Items from a dataset:
☆ ☆ ☆ ☆ ☆ ☆ ☆
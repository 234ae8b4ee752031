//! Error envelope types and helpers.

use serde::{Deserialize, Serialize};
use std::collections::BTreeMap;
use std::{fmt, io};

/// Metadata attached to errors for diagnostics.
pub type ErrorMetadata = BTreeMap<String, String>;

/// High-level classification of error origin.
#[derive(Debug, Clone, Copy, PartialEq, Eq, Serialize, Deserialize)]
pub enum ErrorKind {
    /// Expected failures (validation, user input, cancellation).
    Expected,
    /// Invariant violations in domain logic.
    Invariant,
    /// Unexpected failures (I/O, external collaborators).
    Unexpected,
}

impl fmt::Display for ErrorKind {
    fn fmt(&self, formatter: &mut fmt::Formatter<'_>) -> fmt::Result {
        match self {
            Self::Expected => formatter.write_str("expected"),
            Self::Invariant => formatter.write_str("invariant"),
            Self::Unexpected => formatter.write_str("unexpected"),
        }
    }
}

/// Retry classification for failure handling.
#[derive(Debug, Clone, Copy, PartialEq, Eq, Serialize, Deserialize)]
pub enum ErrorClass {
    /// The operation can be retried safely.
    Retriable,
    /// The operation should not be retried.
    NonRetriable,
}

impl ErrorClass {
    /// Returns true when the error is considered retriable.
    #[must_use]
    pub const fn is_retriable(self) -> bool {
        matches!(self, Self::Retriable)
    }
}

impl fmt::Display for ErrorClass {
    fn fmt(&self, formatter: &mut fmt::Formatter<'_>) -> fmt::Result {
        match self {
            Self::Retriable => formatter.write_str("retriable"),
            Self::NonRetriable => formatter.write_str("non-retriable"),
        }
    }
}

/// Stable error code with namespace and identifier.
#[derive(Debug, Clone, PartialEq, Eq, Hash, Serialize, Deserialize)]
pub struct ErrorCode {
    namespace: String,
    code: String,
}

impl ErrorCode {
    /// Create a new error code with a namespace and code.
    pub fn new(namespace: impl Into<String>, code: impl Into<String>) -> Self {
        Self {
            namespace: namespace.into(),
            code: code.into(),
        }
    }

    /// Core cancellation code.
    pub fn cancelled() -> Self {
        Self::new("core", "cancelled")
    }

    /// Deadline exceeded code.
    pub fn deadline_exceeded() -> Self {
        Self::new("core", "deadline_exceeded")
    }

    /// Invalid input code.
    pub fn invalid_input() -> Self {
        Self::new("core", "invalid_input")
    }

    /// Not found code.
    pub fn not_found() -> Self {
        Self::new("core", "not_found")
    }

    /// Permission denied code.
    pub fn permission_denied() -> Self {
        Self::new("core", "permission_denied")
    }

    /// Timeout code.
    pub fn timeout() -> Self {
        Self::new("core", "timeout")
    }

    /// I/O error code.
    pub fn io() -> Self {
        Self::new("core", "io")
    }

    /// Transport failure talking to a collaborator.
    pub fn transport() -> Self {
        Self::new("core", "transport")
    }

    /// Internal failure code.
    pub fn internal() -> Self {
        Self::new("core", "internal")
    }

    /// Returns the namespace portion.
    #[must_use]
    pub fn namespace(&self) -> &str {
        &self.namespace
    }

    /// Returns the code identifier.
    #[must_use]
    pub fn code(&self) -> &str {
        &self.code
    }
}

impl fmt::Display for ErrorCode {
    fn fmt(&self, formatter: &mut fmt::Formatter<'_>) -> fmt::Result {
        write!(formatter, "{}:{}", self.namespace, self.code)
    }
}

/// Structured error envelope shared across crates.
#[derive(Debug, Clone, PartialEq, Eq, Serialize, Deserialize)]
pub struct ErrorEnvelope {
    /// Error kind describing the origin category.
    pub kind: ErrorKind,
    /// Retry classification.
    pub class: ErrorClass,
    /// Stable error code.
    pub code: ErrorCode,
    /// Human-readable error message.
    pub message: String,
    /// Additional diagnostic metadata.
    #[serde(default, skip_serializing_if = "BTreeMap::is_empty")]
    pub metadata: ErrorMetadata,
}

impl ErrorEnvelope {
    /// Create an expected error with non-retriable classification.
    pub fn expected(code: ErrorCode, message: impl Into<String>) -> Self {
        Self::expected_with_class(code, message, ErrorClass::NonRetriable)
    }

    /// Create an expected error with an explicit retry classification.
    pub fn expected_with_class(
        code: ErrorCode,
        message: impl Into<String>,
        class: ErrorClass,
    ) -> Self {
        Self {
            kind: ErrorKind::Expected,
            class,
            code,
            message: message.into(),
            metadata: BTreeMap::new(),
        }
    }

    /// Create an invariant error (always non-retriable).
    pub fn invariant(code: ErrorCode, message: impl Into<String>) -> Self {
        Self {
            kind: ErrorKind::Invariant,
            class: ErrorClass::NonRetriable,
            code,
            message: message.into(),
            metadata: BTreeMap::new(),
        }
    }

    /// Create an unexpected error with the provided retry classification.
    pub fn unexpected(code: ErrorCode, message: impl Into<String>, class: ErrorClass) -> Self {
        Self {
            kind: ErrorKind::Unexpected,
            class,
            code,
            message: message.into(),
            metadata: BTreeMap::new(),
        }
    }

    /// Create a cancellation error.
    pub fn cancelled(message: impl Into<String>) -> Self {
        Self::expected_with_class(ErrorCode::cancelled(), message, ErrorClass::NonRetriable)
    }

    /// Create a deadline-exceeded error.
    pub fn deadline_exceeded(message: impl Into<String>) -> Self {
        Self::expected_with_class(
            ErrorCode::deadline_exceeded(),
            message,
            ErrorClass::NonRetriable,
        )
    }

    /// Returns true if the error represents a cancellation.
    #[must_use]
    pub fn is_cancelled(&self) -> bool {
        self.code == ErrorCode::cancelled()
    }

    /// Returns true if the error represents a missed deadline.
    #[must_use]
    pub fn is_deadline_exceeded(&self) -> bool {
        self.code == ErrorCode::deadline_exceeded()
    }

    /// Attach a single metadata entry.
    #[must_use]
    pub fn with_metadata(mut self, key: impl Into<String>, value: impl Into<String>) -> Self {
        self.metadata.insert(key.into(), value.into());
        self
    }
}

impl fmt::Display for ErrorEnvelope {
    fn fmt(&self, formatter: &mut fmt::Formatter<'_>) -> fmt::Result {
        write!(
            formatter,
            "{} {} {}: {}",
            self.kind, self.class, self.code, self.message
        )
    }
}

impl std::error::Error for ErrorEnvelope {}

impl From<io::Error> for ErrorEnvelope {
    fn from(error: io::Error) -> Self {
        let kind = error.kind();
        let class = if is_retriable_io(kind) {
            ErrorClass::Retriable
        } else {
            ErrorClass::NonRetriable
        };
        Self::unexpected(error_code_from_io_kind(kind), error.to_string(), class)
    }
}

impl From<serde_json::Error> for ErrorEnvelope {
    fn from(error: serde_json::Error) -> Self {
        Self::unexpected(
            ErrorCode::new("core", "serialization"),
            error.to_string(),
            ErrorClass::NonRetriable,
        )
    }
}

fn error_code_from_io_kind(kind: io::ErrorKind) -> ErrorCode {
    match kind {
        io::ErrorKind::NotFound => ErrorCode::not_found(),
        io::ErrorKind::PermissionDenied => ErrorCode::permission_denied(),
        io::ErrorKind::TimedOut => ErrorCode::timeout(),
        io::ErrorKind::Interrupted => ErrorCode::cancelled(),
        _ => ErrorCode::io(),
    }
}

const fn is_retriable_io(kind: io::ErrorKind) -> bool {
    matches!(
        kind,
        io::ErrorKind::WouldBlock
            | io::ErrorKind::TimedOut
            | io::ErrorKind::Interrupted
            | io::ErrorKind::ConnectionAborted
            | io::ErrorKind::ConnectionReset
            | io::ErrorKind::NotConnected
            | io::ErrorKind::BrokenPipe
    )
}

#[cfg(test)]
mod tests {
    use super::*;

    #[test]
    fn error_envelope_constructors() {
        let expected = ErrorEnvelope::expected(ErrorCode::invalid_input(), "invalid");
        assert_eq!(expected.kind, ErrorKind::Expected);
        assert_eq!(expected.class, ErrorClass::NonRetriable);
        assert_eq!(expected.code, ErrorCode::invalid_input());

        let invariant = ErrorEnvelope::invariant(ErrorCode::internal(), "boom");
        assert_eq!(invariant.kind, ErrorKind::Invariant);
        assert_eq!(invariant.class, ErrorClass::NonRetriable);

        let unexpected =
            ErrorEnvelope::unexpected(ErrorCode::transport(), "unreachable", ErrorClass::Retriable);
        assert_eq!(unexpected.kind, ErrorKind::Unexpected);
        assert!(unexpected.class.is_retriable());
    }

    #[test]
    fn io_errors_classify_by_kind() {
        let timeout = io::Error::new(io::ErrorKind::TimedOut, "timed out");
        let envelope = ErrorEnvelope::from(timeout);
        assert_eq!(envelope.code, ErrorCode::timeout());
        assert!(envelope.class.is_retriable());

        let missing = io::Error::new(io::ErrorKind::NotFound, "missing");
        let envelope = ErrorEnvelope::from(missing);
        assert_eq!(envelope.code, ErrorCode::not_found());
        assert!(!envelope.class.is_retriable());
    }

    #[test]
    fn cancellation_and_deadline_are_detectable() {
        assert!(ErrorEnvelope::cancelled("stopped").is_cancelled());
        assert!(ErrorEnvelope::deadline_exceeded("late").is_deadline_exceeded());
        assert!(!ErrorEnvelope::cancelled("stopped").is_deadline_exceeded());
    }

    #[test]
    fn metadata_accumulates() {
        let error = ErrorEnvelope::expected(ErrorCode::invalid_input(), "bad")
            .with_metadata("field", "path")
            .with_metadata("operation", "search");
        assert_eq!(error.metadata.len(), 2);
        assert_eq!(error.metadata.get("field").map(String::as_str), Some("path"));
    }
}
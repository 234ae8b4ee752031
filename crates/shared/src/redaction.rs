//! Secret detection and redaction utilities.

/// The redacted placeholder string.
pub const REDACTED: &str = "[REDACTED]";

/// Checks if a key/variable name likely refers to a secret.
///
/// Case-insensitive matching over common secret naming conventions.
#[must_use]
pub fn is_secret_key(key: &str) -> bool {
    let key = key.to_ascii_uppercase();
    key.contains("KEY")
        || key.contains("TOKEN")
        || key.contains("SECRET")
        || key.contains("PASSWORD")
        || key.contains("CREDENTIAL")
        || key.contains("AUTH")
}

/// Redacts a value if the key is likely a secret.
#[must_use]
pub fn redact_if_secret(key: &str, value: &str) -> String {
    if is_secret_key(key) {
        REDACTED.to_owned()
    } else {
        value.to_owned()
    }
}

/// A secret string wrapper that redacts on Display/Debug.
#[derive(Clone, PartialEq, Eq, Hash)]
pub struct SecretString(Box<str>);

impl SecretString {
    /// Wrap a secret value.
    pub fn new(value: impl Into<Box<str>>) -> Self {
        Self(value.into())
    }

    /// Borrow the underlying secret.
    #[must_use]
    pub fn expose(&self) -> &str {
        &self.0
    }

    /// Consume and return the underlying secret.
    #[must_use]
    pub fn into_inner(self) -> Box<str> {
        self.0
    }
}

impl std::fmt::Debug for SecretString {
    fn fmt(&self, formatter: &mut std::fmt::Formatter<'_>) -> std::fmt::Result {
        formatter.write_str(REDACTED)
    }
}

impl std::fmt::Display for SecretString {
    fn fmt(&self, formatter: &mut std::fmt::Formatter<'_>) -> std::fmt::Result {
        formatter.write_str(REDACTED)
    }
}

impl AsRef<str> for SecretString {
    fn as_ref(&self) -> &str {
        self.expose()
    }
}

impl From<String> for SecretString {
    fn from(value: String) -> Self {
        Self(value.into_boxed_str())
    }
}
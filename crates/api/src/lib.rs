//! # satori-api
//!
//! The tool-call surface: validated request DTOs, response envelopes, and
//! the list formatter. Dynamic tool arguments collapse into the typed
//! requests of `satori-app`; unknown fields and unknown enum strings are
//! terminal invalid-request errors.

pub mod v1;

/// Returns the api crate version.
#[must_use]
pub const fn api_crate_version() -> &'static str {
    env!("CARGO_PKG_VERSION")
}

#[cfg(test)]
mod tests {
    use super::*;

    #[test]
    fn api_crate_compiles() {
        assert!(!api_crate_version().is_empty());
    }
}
☆ ☆ ☆ ☆ ☆ ☆ ☆
- **ACTION ITEM**
Exactly as written, repeat each line from the beginning of the data above to the line containing "pub type ErrorMetadata", inclusive.

- **TASK RESULT**
repository 234ae8b4ee752031
//! Error envelope types and helpers.

use serde::{Deserialize, Serialize};
use std::collections::BTreeMap;
use std::{fmt, io};

/// Metadata attached to errors for diagnostics.
pub type ErrorMetadata = BTreeMap<String, String>;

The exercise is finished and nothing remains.